(July 2, Quin Hillyer’s first-hand reporting from a campaign event) Former U.S. Attorney General Jeff Sessions campaigns for his old U.S. Senate seat from Alabama with the style of a grad student defending his dissertation to a faculty committee. Unlike most politicians today, he seems earnestly to be trying to prove that his theses all cohere, connecting intellectual dots rather than appealing to the voters’ inner ids.

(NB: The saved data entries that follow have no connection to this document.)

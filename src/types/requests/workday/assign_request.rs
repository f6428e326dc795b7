use serde::Deserialize;

#[derive(Debug, Deserialize, Clone, Copy, PartialEq, Eq)]
#[serde(rename_all = "lowercase")]
pub enum AssignAction {
    Assign,
    Remove,
}

#[derive(Debug, Deserialize)]
pub struct AssignRequest {
    /// Hex id of the member being assigned or removed.
    pub user_id: String,

    #[serde(default)]
    pub notes: String,

    pub action: AssignAction,
}
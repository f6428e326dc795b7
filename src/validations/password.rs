use validator::ValidationError;

use crate::utils::validation_utils::add_error;

const MIN_PASSWORD_LENGTH: usize = 8;
const MAX_PASSWORD_LENGTH: usize = 128;

pub fn validate_password(password: &str) -> Result<(), ValidationError> {
    let mut errors = Vec::new();

    if password.len() < MIN_PASSWORD_LENGTH {
        errors.push(format!(
            "Password must be at least {} characters long",
            MIN_PASSWORD_LENGTH
        ));
    }
    if password.len() > MAX_PASSWORD_LENGTH {
        errors.push(format!(
            "Password must be less than {} characters",
            MAX_PASSWORD_LENGTH
        ));
    }
    if !password.chars().any(|c| c.is_ascii_alphabetic()) {
        errors.push("Password must contain at least one letter".to_string());
    }
    if !password.chars().any(|c| c.is_ascii_digit()) {
        errors.push("Password must contain at least one digit".to_string());
    }

    if errors.is_empty() {
        Ok(())
    } else {
        // Never echo the password back in the error params.
        Err(add_error("password.invalid", errors.join(", "), ""))
    }
}

#[cfg(test)]
mod tests {
    use super::*;

    #[test]
    fn accepts_mixed_passwords() {
        assert!(validate_password("knockknock42").is_ok());
    }

    #[test]
    fn rejects_short_or_single_class_passwords() {
        assert!(validate_password("short1").is_err());
        assert!(validate_password("allletters").is_err());
        assert!(validate_password("1234567890").is_err());
    }
}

In an invite-only meeting on Wednesday in his home city of Mobile with about 10 people — in these days of the coronavirus, small meetings are usually the only sort allowable — Sessions made his case for Trumpian policies in a most un-Trumpian fashion. He speaks deliberately, pausing to come up with just the right word or argument, almost as if running his thoughts through an internal filter to ensure they are relevant, defensible, honorable, and true.

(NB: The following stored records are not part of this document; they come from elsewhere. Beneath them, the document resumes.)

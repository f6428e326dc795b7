use std::collections::HashMap;
use std::sync::Arc;

use bson::oid::ObjectId;
use chrono::{Datelike, Duration, NaiveDate, NaiveTime, Utc};

use crate::{
    errors::ApiError,
    models::{
        organization_model::{OrgAction, Organization},
        sale_model::Sale,
        workday_model::Timeslot,
    },
    repositories::{
        organization_repository::OrganizationRepository, sale_repository::SaleRepository,
        user_repository::UserRepository, workday_repository::WorkdayRepository,
    },
    types::{
        requests::sale::{
            create_sale_request::CreateSaleRequest, weekly_report_query::WeeklyReportQuery,
        },
        responses::sale_response::{
            DayTotal, LeaderboardEntry, WeeklyReport, WeeklyReportRow,
        },
    },
    utils::{auth_utils::AuthenticatedUser, validation_utils::to_api_error},
    validations::sale::validate_sale_data,
};

pub struct SaleService {
    sale_repository: Arc<SaleRepository>,
    workday_repository: Arc<WorkdayRepository>,
    organization_repository: Arc<OrganizationRepository>,
    user_repository: Arc<UserRepository>,
}

impl SaleService {
    pub fn new(
        sale_repository: Arc<SaleRepository>,
        workday_repository: Arc<WorkdayRepository>,
        organization_repository: Arc<OrganizationRepository>,
        user_repository: Arc<UserRepository>,
    ) -> Self {
        Self {
            sale_repository,
            workday_repository,
            organization_repository,
            user_repository,
        }
    }

    async fn organization_of(
        &self,
        caller: &AuthenticatedUser,
    ) -> Result<Organization, ApiError> {
        self.organization_repository
            .find_for_user(&caller.user_id)
            .await?
            .ok_or_else(|| ApiError::not_found("Not associated with an organization"))
    }

    pub async fn create_sale(
        &self,
        caller: &AuthenticatedUser,
        data: CreateSaleRequest,
    ) -> Result<Sale, ApiError> {
        validate_sale_data(&data).map_err(|errors| to_api_error(errors, "Invalid sale data"))?;

        let organization = self.organization_of(caller).await?;
        organization.authorize(&caller.user_id, OrgAction::RecordSale)?;

        let timeslot_id = ObjectId::parse_str(&data.timeslot_id)
            .map_err(|_| ApiError::bad_request("Invalid timeslot id"))?;

        let workday = self
            .workday_repository
            .find_containing_timeslot(&timeslot_id)
            .await?
            .filter(|workday| Some(workday.organization_id) == organization._id)
            .ok_or_else(|| ApiError::not_found("Timeslot not found"))?;
        let timeslot = workday
            .timeslot(&timeslot_id)
            .ok_or_else(|| ApiError::not_found("Timeslot not found"))?;

        // Capacity is fixed; remaining spots are derived from recorded sales.
        let recorded = self.sale_repository.count_for_timeslot(&timeslot_id).await?;
        sale_capacity_check(timeslot, recorded)?;

        let rep = self
            .user_repository
            .find_by_id(&caller.user_id)
            .await?
            .ok_or_else(|| ApiError::not_found("User not found"))?;

        let sale = Sale {
            _id: None,
            name: data.name,
            number: data.number,
            address: data.address,
            price: data.price,
            details: data.details,
            sales_rep_name: rep.name,
            user_id: caller.user_id,
            organization_id: organization.id()?,
            workday_id: workday.id()?,
            timeslot_id,
            created_at: Utc::now(),
        };

        Ok(self.sale_repository.insert(sale).await?)
    }

    pub async fn list_sales(&self, caller: &AuthenticatedUser) -> Result<Vec<Sale>, ApiError> {
        let organization = self.organization_of(caller).await?;
        organization.authorize(&caller.user_id, OrgAction::ViewSchedule)?;
        Ok(self
            .sale_repository
            .find_for_org(&organization.id()?)
            .await?)
    }

    pub async fn delete_sale(
        &self,
        caller: &AuthenticatedUser,
        sale_id: &str,
    ) -> Result<(), ApiError> {
        let organization = self.organization_of(caller).await?;
        organization.authorize(&caller.user_id, OrgAction::ManageOrganization)?;

        let sale_id = ObjectId::parse_str(sale_id)
            .map_err(|_| ApiError::bad_request("Invalid sale id"))?;
        self.sale_repository
            .find_by_id(&sale_id)
            .await?
            .filter(|sale| Some(sale.organization_id) == organization._id)
            .ok_or_else(|| ApiError::not_found("Sale not found"))?;

        self.sale_repository.delete(&sale_id).await?;
        Ok(())
    }

    pub async fn leaderboard(
        &self,
        caller: &AuthenticatedUser,
    ) -> Result<Vec<LeaderboardEntry>, ApiError> {
        let organization = self.organization_of(caller).await?;
        organization.authorize(&caller.user_id, OrgAction::ViewSchedule)?;
        Ok(self
            .sale_repository
            .aggregate_leaderboard(&organization.id()?)
            .await?)
    }

    pub async fn weekly_report(
        &self,
        caller: &AuthenticatedUser,
        query: WeeklyReportQuery,
    ) -> Result<WeeklyReport, ApiError> {
        let organization = self.organization_of(caller).await?;
        organization.authorize(&caller.user_id, OrgAction::ViewSchedule)?;

        let week_start = query.week_start.unwrap_or_else(current_week_monday);
        let start = week_start.and_time(NaiveTime::MIN).and_utc();
        let end = start + Duration::days(7);

        let sales = self
            .sale_repository
            .find_in_range(&organization.id()?, start, end)
            .await?;

        Ok(build_weekly_report(week_start, &sales))
    }
}

/// A sale needs at least one assigned rep and an open spot; spots are the
/// slot's fixed capacity minus the sales already recorded against it.
fn sale_capacity_check(timeslot: &Timeslot, recorded: u64) -> Result<(), ApiError> {
    if timeslot.assigned_users.is_empty() {
        return Err(ApiError::bad_request(
            "No sales reps assigned to this timeslot",
        ));
    }
    if recorded >= timeslot.max_employees as u64 {
        return Err(ApiError::bad_request("No spots available"));
    }
    Ok(())
}

fn current_week_monday() -> NaiveDate {
    let today = Utc::now().date_naive();
    today - Duration::days(today.weekday().num_days_from_monday() as i64)
}

/// Groups a week of sales into per-rep, per-day totals.
fn build_weekly_report(week_start: NaiveDate, sales: &[Sale]) -> WeeklyReport {
    let empty_week: Vec<DayTotal> = (0..7)
        .map(|offset| DayTotal {
            date: week_start + Duration::days(offset),
            sale_count: 0,
            revenue: 0.0,
        })
        .collect();

    let mut rows: HashMap<ObjectId, WeeklyReportRow> = HashMap::new();
    let mut total_sales = 0u32;
    let mut total_revenue = 0.0f64;

    for sale in sales {
        let offset = (sale.created_at.date_naive() - week_start).num_days();
        if !(0..7).contains(&offset) {
            continue;
        }

        let row = rows.entry(sale.user_id).or_insert_with(|| WeeklyReportRow {
            user_id: sale.user_id,
            sales_rep_name: sale.sales_rep_name.clone(),
            days: empty_week.clone(),
            sale_count: 0,
            total_revenue: 0.0,
        });

        row.days[offset as usize].sale_count += 1;
        row.days[offset as usize].revenue += sale.price;
        row.sale_count += 1;
        row.total_revenue += sale.price;
        total_sales += 1;
        total_revenue += sale.price;
    }

    let mut rows: Vec<WeeklyReportRow> = rows.into_values().collect();
    rows.sort_by(|a, b| {
        b.sale_count
            .cmp(&a.sale_count)
            .then(b.total_revenue.total_cmp(&a.total_revenue))
            .then(a.sales_rep_name.cmp(&b.sales_rep_name))
    });

    WeeklyReport {
        week_start,
        week_end: week_start + Duration::days(6),
        rows,
        total_sales,
        total_revenue,
    }
}

#[cfg(test)]
mod tests {
    use super::*;
    use chrono::TimeZone;

    fn sale_on(
        user_id: ObjectId,
        rep: &str,
        date: NaiveDate,
        price: f64,
    ) -> Sale {
        Sale {
            _id: Some(ObjectId::new()),
            name: "Customer".to_string(),
            number: String::new(),
            address: String::new(),
            price,
            details: String::new(),
            sales_rep_name: rep.to_string(),
            user_id,
            organization_id: ObjectId::new(),
            workday_id: ObjectId::new(),
            timeslot_id: ObjectId::new(),
            created_at: Utc
                .from_utc_datetime(&date.and_time(NaiveTime::from_hms_opt(12, 0, 0).unwrap())),
        }
    }

    fn slot_with_reps(max_employees: u32, reps: usize) -> Timeslot {
        let mut slot = Timeslot {
            _id: ObjectId::new(),
            start_time: "10:00".to_string(),
            end_time: "12:00".to_string(),
            max_employees,
            assigned_users: vec![],
        };
        for _ in 0..reps {
            slot.assign(ObjectId::new(), String::new()).unwrap();
        }
        slot
    }

    #[test]
    fn sale_rejected_when_no_reps_assigned() {
        let slot = slot_with_reps(2, 0);
        assert!(matches!(
            sale_capacity_check(&slot, 0),
            Err(ApiError::BadRequest(msg)) if msg == "No sales reps assigned to this timeslot"
        ));
    }

    #[test]
    fn sale_rejected_when_all_spots_taken() {
        let slot = slot_with_reps(2, 1);
        assert!(matches!(
            sale_capacity_check(&slot, 2),
            Err(ApiError::BadRequest(msg)) if msg == "No spots available"
        ));
    }

    #[test]
    fn sale_allowed_while_spots_remain() {
        let slot = slot_with_reps(2, 1);
        assert!(sale_capacity_check(&slot, 1).is_ok());
    }

    #[test]
    fn report_groups_sales_per_rep_and_day() {
        let monday = NaiveDate::from_ymd_opt(2025, 1, 6).unwrap();
        let alice = ObjectId::new();
        let bob = ObjectId::new();

        let sales = vec![
            sale_on(alice, "Alice", monday, 100.0),
            sale_on(alice, "Alice", monday, 50.0),
            sale_on(alice, "Alice", monday + Duration::days(2), 25.0),
            sale_on(bob, "Bob", monday + Duration::days(6), 300.0),
        ];

        let report = build_weekly_report(monday, &sales);
        assert_eq!(report.week_start, monday);
        assert_eq!(report.week_end, monday + Duration::days(6));
        assert_eq!(report.total_sales, 4);
        assert_eq!(report.total_revenue, 475.0);
        assert_eq!(report.rows.len(), 2);

        // Alice leads on count even though Bob out-earned her.
        let top = &report.rows[0];
        assert_eq!(top.sales_rep_name, "Alice");
        assert_eq!(top.sale_count, 3);
        assert_eq!(top.days[0].sale_count, 2);
        assert_eq!(top.days[0].revenue, 150.0);
        assert_eq!(top.days[2].sale_count, 1);
        assert_eq!(top.days[1].sale_count, 0);
    }

    #[test]
    fn report_ignores_sales_outside_the_week() {
        let monday = NaiveDate::from_ymd_opt(2025, 1, 6).unwrap();
        let rep = ObjectId::new();
        let sales = vec![
            sale_on(rep, "Rep", monday - Duration::days(1), 10.0),
            sale_on(rep, "Rep", monday + Duration::days(7), 10.0),
        ];

        let report = build_weekly_report(monday, &sales);
        assert!(report.rows.is_empty());
        assert_eq!(report.total_sales, 0);
    }

    #[test]
    fn empty_week_produces_empty_report_with_bounds() {
        let monday = NaiveDate::from_ymd_opt(2025, 6, 2).unwrap();
        let report = build_weekly_report(monday, &[]);
        assert_eq!(report.week_start, monday);
        assert_eq!(report.week_end, NaiveDate::from_ymd_opt(2025, 6, 8).unwrap());
        assert!(report.rows.is_empty());
    }
}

He started by making the pitch his TV commercials hadn’t, namely that his proven ability to represent Alabama’s interests vastly exceeds that of his Republican primary opponent, former Auburn University football coach Tommy Tuberville. Ticking off the names of military installations in the state Tuberville probably hasn’t even heard of, Sessions explained that his long service on the Senate Armed Services Committee has helped ensure Alabama’s bases are an integral part of the Pentagon’s mix.

He also made the crucial case — again, this is a man for whom philosophical cohesiveness is important — that those bases serve the national interest, rather than being just local pork. Alabama voters, he said, have values beyond mere parochialism.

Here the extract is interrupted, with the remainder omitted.